Performance Measurement

As the number of products offered by a company increases and/or its geographical presence grows, it needs to create different departments/divisions to look after each unique product or business area.

For example, an airline may have segments like domestic operations, international operations, freight operations and an automobile manufacturer may have segments like motorbikes, cars, trucks, SUVs, and so on. Divisions may be carved out based only on geographical locations, such as Americas, Europe, Middle East, Australasia, etc.

Responsibility centers

Segments are either a cost center, a revenue center, a profit center or an investment center depending on the nature of their operations and the level of responsibility given to the segment management.

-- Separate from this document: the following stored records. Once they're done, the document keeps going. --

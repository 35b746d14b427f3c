//! The production [`ScreenDriver`]: xcap screen capture plus enigo synthetic
//! input. Assumes exclusive control of the screen and input focus for the
//! duration of a run; concurrent interaction with the same desktop is
//! unsupported and not detected.

use std::cell::RefCell;
use std::path::Path;
use std::process::Command;
use std::time::Duration;

use enigo::{Button, Coordinate, Direction, Enigo, Keyboard, Mouse, Settings};
use image::GrayImage;
use tracing::debug;

use crate::errors::BotError;
use crate::screen::{Frame, Key, ScreenDriver, ScreenPoint, TemplateHit};
use crate::template;

pub struct DesktopDriver {
    enigo: RefCell<Enigo>,
}

impl DesktopDriver {
    pub fn new() -> Result<Self, BotError> {
        let enigo =
            Enigo::new(&Settings::default()).map_err(|e| BotError::Input(e.to_string()))?;
        Ok(Self {
            enigo: RefCell::new(enigo),
        })
    }

    fn key_code(key: Key) -> enigo::Key {
        match key {
            Key::Escape => enigo::Key::Escape,
            Key::Enter => enigo::Key::Return,
            Key::Tab => enigo::Key::Tab,
            Key::F4 => enigo::Key::F4,
            Key::F10 => enigo::Key::F10,
            Key::F12 => enigo::Key::F12,
            Key::Control => enigo::Key::Control,
            Key::Alt => enigo::Key::Alt,
            Key::Char(c) => enigo::Key::Unicode(c),
        }
    }
}

impl ScreenDriver for DesktopDriver {
    fn capture(&self) -> Result<Frame, BotError> {
        let monitors = xcap::Monitor::all().map_err(|e| BotError::Capture(e.to_string()))?;
        let monitor = monitors
            .iter()
            .find(|m| m.is_primary().unwrap_or(false))
            .or_else(|| monitors.first())
            .ok_or_else(|| BotError::Capture("no monitor available".into()))?;
        let image = monitor
            .capture_image()
            .map_err(|e| BotError::Capture(e.to_string()))?;
        Ok(Frame {
            width: image.width(),
            height: image.height(),
            data: image.into_raw(),
        })
    }

    fn find_template(&self, needle: &GrayImage) -> Result<Option<TemplateHit>, BotError> {
        let frame = self.capture()?;
        let haystack = template::frame_to_gray(&frame)
            .ok_or_else(|| BotError::Capture("malformed frame buffer".into()))?;
        Ok(template::best_match(&haystack, needle))
    }

    fn find_text(&self, pattern: &str) -> Result<Option<ScreenPoint>, BotError> {
        // No OCR backend is wired up; the text strategy only fires on
        // drivers that have one.
        debug!(pattern, "text lookup skipped: no OCR backend");
        Ok(None)
    }

    fn click(&self, point: ScreenPoint) -> Result<(), BotError> {
        let mut enigo = self.enigo.borrow_mut();
        enigo
            .move_mouse(point.x, point.y, Coordinate::Abs)
            .map_err(|e| BotError::Input(e.to_string()))?;
        enigo
            .button(Button::Left, Direction::Click)
            .map_err(|e| BotError::Input(e.to_string()))
    }

    fn press(&self, key: Key) -> Result<(), BotError> {
        self.enigo
            .borrow_mut()
            .key(Self::key_code(key), Direction::Click)
            .map_err(|e| BotError::Input(e.to_string()))
    }

    fn chord(&self, keys: &[Key]) -> Result<(), BotError> {
        let mut enigo = self.enigo.borrow_mut();
        for key in keys {
            enigo
                .key(Self::key_code(*key), Direction::Press)
                .map_err(|e| BotError::Input(e.to_string()))?;
        }
        for key in keys.iter().rev() {
            enigo
                .key(Self::key_code(*key), Direction::Release)
                .map_err(|e| BotError::Input(e.to_string()))?;
        }
        Ok(())
    }

    fn type_text(&self, text: &str, interval: Duration) -> Result<(), BotError> {
        let mut enigo = self.enigo.borrow_mut();
        for ch in text.chars() {
            enigo
                .key(enigo::Key::Unicode(ch), Direction::Click)
                .map_err(|e| BotError::Input(e.to_string()))?;
            std::thread::sleep(interval);
        }
        Ok(())
    }

    fn launch(&self, path: &Path) -> Result<(), BotError> {
        #[cfg(target_os = "windows")]
        let spawned = Command::new("cmd")
            .args(["/C", "start", ""])
            .arg(path)
            .spawn();
        #[cfg(target_os = "macos")]
        let spawned = Command::new("open").arg(path).spawn();
        #[cfg(not(any(target_os = "windows", target_os = "macos")))]
        let spawned = Command::new(path).spawn();

        spawned.map(drop).map_err(BotError::Io)
    }
}
//! Diff-based synchronization against the relational store.
//!
//! The extraction side gives at-least-once delivery at best (a crash between
//! reading and archiving an export re-processes it), so this layer is the
//! safety net: the delta computation makes re-delivery a no-op instead of a
//! duplicate insert.

use std::collections::HashSet;

use chrono::Utc;
use rusqlite::types::Value;
use rusqlite::{params_from_iter, Connection};
use serde::{Deserialize, Serialize};
use tracing::info;

use crate::errors::BotError;
use crate::ingest::Record;

/// One table per bot: fixed column schema, natural-key columns a subset of
/// `columns` and efficiently queryable for the anti-join.
#[derive(Debug, Clone, Serialize, Deserialize)]
pub struct TableSchema {
    pub table: String,
    pub columns: Vec<String>,
    pub key: Vec<String>,
}

/// The two commit policies are genuinely different business requirements for
/// different reports; they stay named and separate instead of being unified
/// by guesswork.
#[derive(Debug, Clone, Copy, PartialEq, Eq, Serialize, Deserialize)]
pub enum SyncPolicy {
    /// Append-only: insert the delta, never update or delete.
    Incremental,
    /// Truncate the table and reload the entire candidate set, tagging each
    /// row with a positional id and a load timestamp.
    FullRefresh,
}

pub struct SyncEngine {
    schema: TableSchema,
}

impl SyncEngine {
    pub fn new(schema: TableSchema) -> Self {
        Self { schema }
    }

    pub fn schema(&self) -> &TableSchema {
        &self.schema
    }

    /// Read query scoped to the natural-key columns.
    pub fn persisted_keys(&self, conn: &Connection) -> Result<HashSet<Vec<String>>, BotError> {
        let sql = format!(
            "SELECT {} FROM \"{}\"",
            quoted(&self.schema.key),
            self.schema.table
        );
        let mut statement = conn.prepare(&sql)?;
        let mut rows = statement.query([])?;
        let mut keys = HashSet::new();
        while let Some(row) = rows.next()? {
            let mut key = Vec::with_capacity(self.schema.key.len());
            for index in 0..self.schema.key.len() {
                key.push(row.get::<_, String>(index)?);
            }
            keys.insert(key);
        }
        Ok(keys)
    }

    /// Left-anti-join by natural key: every candidate whose key is absent
    /// from the persisted set. Duplicate keys within `candidates` keep the
    /// first occurrence in input order.
    pub fn compute_delta<'a>(
        &self,
        candidates: &'a [Record],
        persisted: &HashSet<Vec<String>>,
    ) -> Vec<&'a Record> {
        let mut seen = HashSet::new();
        candidates
            .iter()
            .filter(|record| match record.natural_key(&self.schema.key) {
                Some(key) => !persisted.contains(&key) && seen.insert(key),
                None => false,
            })
            .collect()
    }

    /// Commit one run's worth of records in a single transaction, released
    /// (committed or rolled back) on every exit path. Returns the number of
    /// rows inserted.
    pub fn commit(
        &self,
        conn: &mut Connection,
        candidates: &[Record],
        policy: SyncPolicy,
    ) -> Result<usize, BotError> {
        match policy {
            SyncPolicy::Incremental => self.commit_incremental(conn, candidates),
            SyncPolicy::FullRefresh => self.commit_full_refresh(conn, candidates),
        }
    }

    fn commit_incremental(
        &self,
        conn: &mut Connection,
        candidates: &[Record],
    ) -> Result<usize, BotError> {
        let persisted = self.persisted_keys(conn)?;
        let tx = conn.transaction()?;
        let inserted = {
            let delta = self.compute_delta(candidates, &persisted);
            let sql = insert_sql(&self.schema.table, &self.schema.columns);
            let mut statement = tx.prepare(&sql)?;
            for record in &delta {
                let values = self.schema.columns.iter().map(|column| {
                    Value::Text(record.get(column).unwrap_or_default().to_string())
                });
                statement.execute(params_from_iter(values))?;
            }
            delta.len()
        };
        tx.commit()?;
        info!(table = %self.schema.table, inserted, "incremental sync committed");
        Ok(inserted)
    }

    fn commit_full_refresh(
        &self,
        conn: &mut Connection,
        candidates: &[Record],
    ) -> Result<usize, BotError> {
        let loaded_at = Utc::now().to_rfc3339();
        let tx = conn.transaction()?;
        {
            tx.execute(&format!("DELETE FROM \"{}\"", self.schema.table), [])?;
            let mut columns = self.schema.columns.clone();
            columns.push("id".to_string());
            columns.push("inserted_at".to_string());
            let sql = insert_sql(&self.schema.table, &columns);
            let mut statement = tx.prepare(&sql)?;
            for (position, record) in candidates.iter().enumerate() {
                let mut values: Vec<Value> = self
                    .schema
                    .columns
                    .iter()
                    .map(|column| Value::Text(record.get(column).unwrap_or_default().to_string()))
                    .collect();
                values.push(Value::Integer(position as i64));
                values.push(Value::Text(loaded_at.clone()));
                statement.execute(params_from_iter(values))?;
            }
        }
        tx.commit()?;
        info!(
            table = %self.schema.table,
            rows = candidates.len(),
            "full refresh committed"
        );
        Ok(candidates.len())
    }
}

fn quoted(columns: &[String]) -> String {
    columns
        .iter()
        .map(|c| format!("\"{c}\""))
        .collect::<Vec<_>>()
        .join(", ")
}

fn insert_sql(table: &str, columns: &[String]) -> String {
    let placeholders = (1..=columns.len())
        .map(|i| format!("?{i}"))
        .collect::<Vec<_>>()
        .join(", ");
    format!(
        "INSERT INTO \"{table}\" ({}) VALUES ({placeholders})",
        quoted(columns)
    )
}

#[cfg(test)]
mod tests {
    use super::*;
    use std::collections::BTreeMap;

    fn record(pairs: &[(&str, &str)]) -> Record {
        Record::new(
            pairs
                .iter()
                .map(|(k, v)| (k.to_string(), v.to_string()))
                .collect::<BTreeMap<_, _>>(),
        )
    }

    fn engine() -> SyncEngine {
        SyncEngine::new(TableSchema {
            table: "t".into(),
            columns: vec!["emissao".into(), "documento".into(), "valor".into()],
            key: vec!["emissao".into(), "documento".into()],
        })
    }

    #[test]
    fn delta_is_anti_join_by_key() {
        let candidates = vec![
            record(&[("emissao", "01/01"), ("documento", "1"), ("valor", "10")]),
            record(&[("emissao", "01/01"), ("documento", "2"), ("valor", "20")]),
        ];
        let persisted: HashSet<Vec<String>> =
            [vec!["01/01".to_string(), "1".to_string()]].into_iter().collect();
        let delta = engine().compute_delta(&candidates, &persisted);
        assert_eq!(delta.len(), 1);
        assert_eq!(delta[0].get("documento"), Some("2"));
    }

    #[test]
    fn duplicate_candidate_keys_keep_first_occurrence() {
        let candidates = vec![
            record(&[("emissao", "01/01"), ("documento", "1"), ("valor", "first")]),
            record(&[("emissao", "01/01"), ("documento", "1"), ("valor", "second")]),
        ];
        let delta = engine().compute_delta(&candidates, &HashSet::new());
        assert_eq!(delta.len(), 1);
        assert_eq!(delta[0].get("valor"), Some("first"));
    }

    #[test]
    fn keyless_candidates_never_enter_the_delta() {
        let candidates = vec![record(&[
            ("emissao", "01/01"),
            ("documento", ""),
            ("valor", "10"),
        ])];
        let delta = engine().compute_delta(&candidates, &HashSet::new());
        assert!(delta.is_empty());
    }

    #[test]
    fn insert_sql_quotes_identifiers() {
        let sql = insert_sql("t", &["a".into(), "b".into()]);
        assert_eq!(sql, "INSERT INTO \"t\" (\"a\", \"b\") VALUES (?1, ?2)");
    }
}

  • A segment is a cost center when it has no revenue of its own and it just provides support to other revenue-making segments. An accounting center would qualify as a cost center. The performance of a cost center can be measured with reference to some budgeted or standard cost.
  • A revenue center is one which generates revenue but has no separate costs of its own. A marketing department is a good revenue center example.
  • A profit center is a segment which has both revenues and expenses. Performance of profits centers can be measured by comparing their segment/division contribution margins or controllable margins. But this analysis does not consider the amount invested in each division.
  • An investment center is the highest level of responsibility. It allows investors and central management to determine return per dollar of each segment. Segments are best compared at the lowest investment center level.

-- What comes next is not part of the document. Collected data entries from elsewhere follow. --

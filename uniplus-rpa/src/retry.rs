//! Bounded fixed-delay retry for fallible UI operations.
//!
//! The wrapped operations are idempotent or cheaply re-entrant (re-opening a
//! menu, re-locating a control), so a fixed backoff recovers faster than an
//! exponential one would and is the deliberate choice here.

use std::time::Duration;

use tracing::warn;

use crate::errors::BotError;

#[derive(Debug, Clone, Copy)]
pub struct Retry {
    pub max_attempts: u32,
    pub backoff: Duration,
}

impl Default for Retry {
    fn default() -> Self {
        Self {
            max_attempts: 3,
            backoff: Duration::from_secs(2),
        }
    }
}

impl Retry {
    pub fn new(max_attempts: u32, backoff: Duration) -> Self {
        Self {
            max_attempts,
            backoff,
        }
    }

    /// Run `op` up to `max_attempts` times with a fixed delay between
    /// attempts. Exhaustion is reported as [`BotError::RetryExhausted`]
    /// carrying the last underlying failure; this never panics and callers
    /// must branch on the result before proceeding.
    pub fn run<T>(
        &self,
        label: &str,
        mut op: impl FnMut() -> Result<T, BotError>,
    ) -> Result<T, BotError> {
        let attempts = self.max_attempts.max(1);
        let mut last = None;
        for attempt in 1..=attempts {
            match op() {
                Ok(value) => return Ok(value),
                Err(e) => {
                    warn!(label, attempt, max = attempts, error = %e, "attempt failed");
                    last = Some(e);
                }
            }
            if attempt < attempts {
                std::thread::sleep(self.backoff);
            }
        }
        Err(BotError::RetryExhausted {
            label: label.to_string(),
            attempts,
            source: Box::new(last.unwrap_or_else(|| BotError::Input("no attempt ran".into()))),
        })
    }
}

While the central management provides the overall direction and strategy, the operational decision-making is delegated to the segment management. This enables a company to respond quickly to opportunities and threats and tailor its products to different markets thereby improving efficiency and profitability. However, it is important for the central management to actively monitor the segment performance in order to decide which segments are doing good, which segments need further funding, which segments ought to be shut down, etc.

Performance measurement tools

Segment performance is measured using management accounting tools such as:

  • Residual income,
  • Return on investment,
  • Accounting rate of return, etc.

These tools are also useful in comparing performance of different managers and in many businesses their remuneration is linked to the ROI or residual income they earn.